Now, it still must be explained why Vico di Modesto and
the northern section of Vico del Farmacista (Figure
42), both demonstrably earlier than the Consolare
pavement, are in so much better shape than the western end of
Via delle Terme (Figure
43). While the fountain and this section of delle
Terme have no stratagraphic relationship, the presence of three
heavily eroded stepping stones set into this oldest pavement
is strong evidence.
The
existence of stepping-stones presupposes a nearly fluvial environment
in the street, which can only be provided by the constant overflow
of aqueduct fed fountains. Such an expectation of water is also
echoed in the tall curbs, which canalize the cambered street, themselves
punctuated by the drains of private dwellings (Figure
44) that spill out into the street. Thus, the fountains are the raison d’etre
of the stepping-stones, making the western surface of Via delle
Terme post aqueduct. At the same time, the unusual style of
construction and its poor state of preservation suggests that
this pavement is older than that found on other streets. For
these reasons, it appears we must now divide our century by
three.
It
is my opinion that it not only possible to date the resurfacing
events by their relationship to the fountains, but also to blame
the need for such resurfacing upon them as well! The unstoppable
flow of the aqueduct added an extra element, indeed a catalyst,
to the erosional environment of the street. Like spit on a whetstone,
the water honed the edges of the forming ruts. Moreover, compared
to the flow inside the aqueduct, the gradient of Pompeian streets
could generate a torrent, carrying abrasive elements down the
paths of least resistance, the ruts (Figure
45). This image of the street environment also
explains the significant iron staining associated with all forms
of wearing (Figure
46). Can it be that the famous wheel ruts are only
partially wheel made?
Still,
by most accounts, the aqueduct – like much of Pompeii - went
out of service after the earthquake of AD 62. So, the final
17 years had a reduced environment for erosion. However, the
removal of debris and arrival of materials for new construction
must have made up for this in the sheer volume of vehicles.
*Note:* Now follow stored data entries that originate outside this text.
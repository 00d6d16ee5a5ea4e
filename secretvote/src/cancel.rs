use std::sync::atomic::{AtomicBool, Ordering};
use std::sync::Arc;

/// Cooperative cancellation for a sequence of fetches.
///
/// Clones share one flag. A view checks the token between queries, so
/// cancelling aborts the remainder of a load rather than merely discarding
/// its results.
#[derive(Clone, Debug, Default)]
pub struct CancelToken {
    flag: Arc<AtomicBool>,
}

impl CancelToken {
    pub fn new() -> Self {
        CancelToken::default()
    }

    pub fn cancel(&self) {
        self.flag.store(true, Ordering::SeqCst);
    }

    pub fn is_cancelled(&self) -> bool {
        self.flag.load(Ordering::SeqCst)
    }
}

#[cfg(test)]
mod tests {
    use super::*;

    #[test]
    fn clones_share_the_flag() {
        let token = CancelToken::new();
        let clone = token.clone();
        assert!(!clone.is_cancelled());

        token.cancel();
        assert!(clone.is_cancelled());
    }
}
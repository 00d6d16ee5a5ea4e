use crate::config::Config;
use crate::relayer::RelayerEncryption;
use crate::rest::RestLedger;
use secretvote::{unix_now, EncryptionProvider, LedgerReader, ProposalDetail};

pub fn command_show(matches: &clap::ArgMatches, config: &Config) {
    let index = crate::parse_index(matches.value_of("INDEX").unwrap(), "proposal index");

    let ledger = RestLedger::new(&config.uri);
    let proposal = match ledger.proposal(index) {
        Ok(proposal) => proposal,
        Err(e) => {
            eprintln!("secretvote show: {}", e);
            std::process::exit(1);
        }
    };

    let mut detail = ProposalDetail::new(index, proposal);
    detail.refresh(&ledger);

    let now = unix_now();
    let proposal = detail.proposal();
    println!("{}  [{}]", proposal.title, proposal.status(now));
    println!(
        "  Start: {}  End: {}  Voters: {}",
        proposal.start_time,
        proposal.end_time,
        detail
            .voters()
            .map(|count| count.to_string())
            .unwrap_or_else(|| "...".to_string())
    );

    let encryption = RelayerEncryption::connect(&config.relayer_uri, &config.contract);
    if let Some(badge) = encryption.state().badge() {
        match badge.detail {
            Some(note) => println!("  {} ({})", badge.label, note),
            None => println!("  {}", badge.label),
        }
    }

    for (option_index, option) in proposal.options.iter().enumerate() {
        match detail.results() {
            Some(results) => println!(
                "  {:>3}. {}  ({} votes)",
                option_index,
                option,
                results.get(option_index).copied().unwrap_or(0)
            ),
            None => println!("  {:>3}. {}", option_index, option),
        }
    }

    if proposal.pending {
        println!("  Decryption pending…");
    }
    if detail.can_vote(now) {
        println!("  Voting is open: secretvote vote {} <OPTION>", index);
    }
    if detail.can_finalize(now) {
        println!("  Ready to finalize: secretvote finalize {}", index);
    }
}
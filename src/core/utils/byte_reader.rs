use crate::core::error::{BinError, Result};

/// Bounds-checked cursor over a persisted byte buffer.
///
/// Every read validates the remaining length first and reports a
/// [`BinError::Serialization`] naming the section that was cut short.
#[derive(Debug, Clone)]
pub struct ByteReader<'a> {
    buffer: &'a [u8],
    position: usize,
}

impl<'a> ByteReader<'a> {
    /// Start reading at the beginning of `buffer`
    pub fn new(buffer: &'a [u8]) -> Self {
        Self {
            buffer,
            position: 0,
        }
    }

    /// Current offset in bytes
    pub fn position(&self) -> usize {
        self.position
    }

    /// Bytes left to read
    pub fn remaining(&self) -> usize {
        self.buffer.len() - self.position
    }

    /// Fail unless at least `len` more bytes are available
    pub fn ensure(&self, len: usize, what: &str) -> Result<()> {
        if self.remaining() < len {
            return Err(BinError::serialization(format!(
                "truncated buffer while reading {}: need {} bytes at offset {}, {} available",
                what,
                len,
                self.position,
                self.remaining()
            )));
        }
        Ok(())
    }

    /// Consume the next `len` bytes
    pub fn take(&mut self, len: usize, what: &str) -> Result<&'a [u8]> {
        self.ensure(len, what)?;
        let bytes = &self.buffer[self.position..self.position + len];
        self.position += len;
        Ok(bytes)
    }

    /// Consume a native-endian `i32`
    pub fn read_i32(&mut self, what: &str) -> Result<i32> {
        let bytes = self.take(4, what)?;
        let mut raw = [0u8; 4];
        raw.copy_from_slice(bytes);
        Ok(i32::from_ne_bytes(raw))
    }

    /// Consume `count` native-endian `i32` values
    pub fn read_i32_slice(&mut self, count: usize, what: &str) -> Result<Vec<i32>> {
        let len = count
            .checked_mul(4)
            .ok_or_else(|| BinError::serialization(format!("{} length overflows", what)))?;
        let bytes = self.take(len, what)?;
        Ok(bytes
            .chunks_exact(4)
            .map(|chunk| {
                let mut raw = [0u8; 4];
                raw.copy_from_slice(chunk);
                i32::from_ne_bytes(raw)
            })
            .collect())
    }
}

#[cfg(test)]
mod tests {
    use super::*;

    #[test]
    fn test_read_header_and_slice() {
        let mut bytes = Vec::new();
        bytes.extend_from_slice(&2i32.to_ne_bytes());
        for v in [0i32, 3, 5] {
            bytes.extend_from_slice(&v.to_ne_bytes());
        }
        bytes.push(9);

        let mut reader = ByteReader::new(&bytes);
        assert_eq!(reader.read_i32("row count").unwrap(), 2);
        assert_eq!(reader.read_i32_slice(3, "offsets").unwrap(), vec![0, 3, 5]);
        assert_eq!(reader.remaining(), 1);
        assert_eq!(reader.take(1, "values").unwrap(), &[9]);
        assert_eq!(reader.position(), bytes.len());
    }

    #[test]
    fn test_truncated_read_reports_section() {
        let bytes = [1u8, 0];
        let mut reader = ByteReader::new(&bytes);
        let err = reader.read_i32("row count").unwrap_err();
        assert!(err.to_string().contains("row count"));
        // A failed read does not advance the cursor
        assert_eq!(reader.position(), 0);
    }
}
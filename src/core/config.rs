//! Runtime configuration for bin stores.
//!
//! Configuration can be built in code, or loaded from a `.toml` or `.json`
//! file. Every loaded configuration is validated before use.

use crate::core::constants::DEFAULT_PREFETCH_SIZE;
use crate::core::error::{BinError, Result};

use serde::{Deserialize, Serialize};
use std::path::Path;

/// Upper bound on the histogram prefetch lookahead.
const MAX_PREFETCH_DISTANCE: usize = 1024;

/// Tuning knobs shared by every bin store created from the same config.
#[derive(Debug, Clone, PartialEq, Eq, Serialize, Deserialize)]
#[serde(default)]
pub struct BinStoreConfig {
    /// Rows of lookahead for software prefetch during histogram construction
    /// (0 disables prefetching)
    pub prefetch_distance: usize,
    /// Worker threads for parallel staging (0 uses every available core)
    pub num_threads: usize,
    /// Check every row offset for monotonicity when loading a persisted store
    pub validate_offsets: bool,
}

impl Default for BinStoreConfig {
    fn default() -> Self {
        BinStoreConfig {
            prefetch_distance: DEFAULT_PREFETCH_SIZE,
            num_threads: 0,
            validate_offsets: false,
        }
    }
}

impl BinStoreConfig {
    /// Validate all parameters
    pub fn validate(&self) -> Result<()> {
        if self.prefetch_distance > MAX_PREFETCH_DISTANCE {
            return Err(BinError::invalid_parameter(
                "prefetch_distance",
                self.prefetch_distance.to_string(),
                format!("must be at most {}", MAX_PREFETCH_DISTANCE),
            ));
        }

        let cores = num_cpus::get();
        if self.num_threads > cores * 4 {
            log::warn!(
                "num_threads ({}) is much larger than available CPU cores ({})",
                self.num_threads,
                cores
            );
        }

        Ok(())
    }

    /// Number of worker threads to actually use
    pub fn effective_num_threads(&self) -> usize {
        if self.num_threads == 0 {
            num_cpus::get()
        } else {
            self.num_threads
        }
    }

    /// Build a dedicated rayon pool when a thread count is configured.
    ///
    /// Returns `None` when the global pool should be used.
    pub fn thread_pool(&self) -> Result<Option<rayon::ThreadPool>> {
        if self.num_threads == 0 {
            return Ok(None);
        }
        rayon::ThreadPoolBuilder::new()
            .num_threads(self.num_threads)
            .build()
            .map(Some)
            .map_err(|e| BinError::config(format!("Failed to build thread pool: {}", e)))
    }

    /// Load configuration from a file
    pub fn load_from_file<P: AsRef<Path>>(path: P) -> Result<Self> {
        let path = path.as_ref();
        let content = std::fs::read_to_string(path)
            .map_err(|e| BinError::config(format!("Failed to read config file: {}", e)))?;

        let config: BinStoreConfig = match path.extension().and_then(|s| s.to_str()) {
            Some("json") => serde_json::from_str(&content)
                .map_err(|e| BinError::config(format!("Failed to parse JSON config: {}", e)))?,
            Some("toml") => toml::from_str(&content)
                .map_err(|e| BinError::config(format!("Failed to parse TOML config: {}", e)))?,
            _ => {
                return Err(BinError::config(
                    "Unsupported config file format. Use .json or .toml",
                ))
            }
        };

        config.validate()?;
        Ok(config)
    }

    /// Save configuration to a file
    pub fn save_to_file<P: AsRef<Path>>(&self, path: P) -> Result<()> {
        let path = path.as_ref();
        let content = match path.extension().and_then(|s| s.to_str()) {
            Some("json") => serde_json::to_string_pretty(self)?,
            Some("toml") => toml::to_string_pretty(self)
                .map_err(|e| BinError::config(format!("Failed to serialize to TOML: {}", e)))?,
            _ => {
                return Err(BinError::config(
                    "Unsupported config file format. Use .json or .toml",
                ))
            }
        };

        std::fs::write(path, content)
            .map_err(|e| BinError::config(format!("Failed to write config file: {}", e)))?;

        Ok(())
    }
}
These facts must be taken into account when we look back to
the final state of Via Consolare. Since it was planned
to have two stepping-stones at its southern end (Figure
47), it must have been finished before the watershed
year of AD 62. Conversely, Via Consolare’s other relationships
give it a likely post quem of the mid 40’s AD.
The
picture presented by this evidence is one of a dynamic city
acting and reacting to stimuli both internal and external. It
is easy, in general, to imagine that Pompeii was once a living
city, bustling with the activities of daily life: cargo being
brought in, goods being transformed and consumed, and waste
being taken out. The importance of the present study, however,
is to give a sense of both specificity and familiarity to this
generalized urban existence. As a street was paved, worn out,
and repaved its condition created a new patterns of traffic
in the ancient city. Each new pattern impacted the daily existence
of a Pompeian beyond merely how they got into and out of the
city. All one needs to do is reminisce on the disruptions that
road construction and detours cause in our daily lives, especially
if one lives or works on the road being repaired. And, while
the archaeologist may not be impressed to learn that street
construction caused detour, the specific, datable, and tangible
effects this detour caused within the city that is the benchmark
for the study of Roman urbanism is impressive.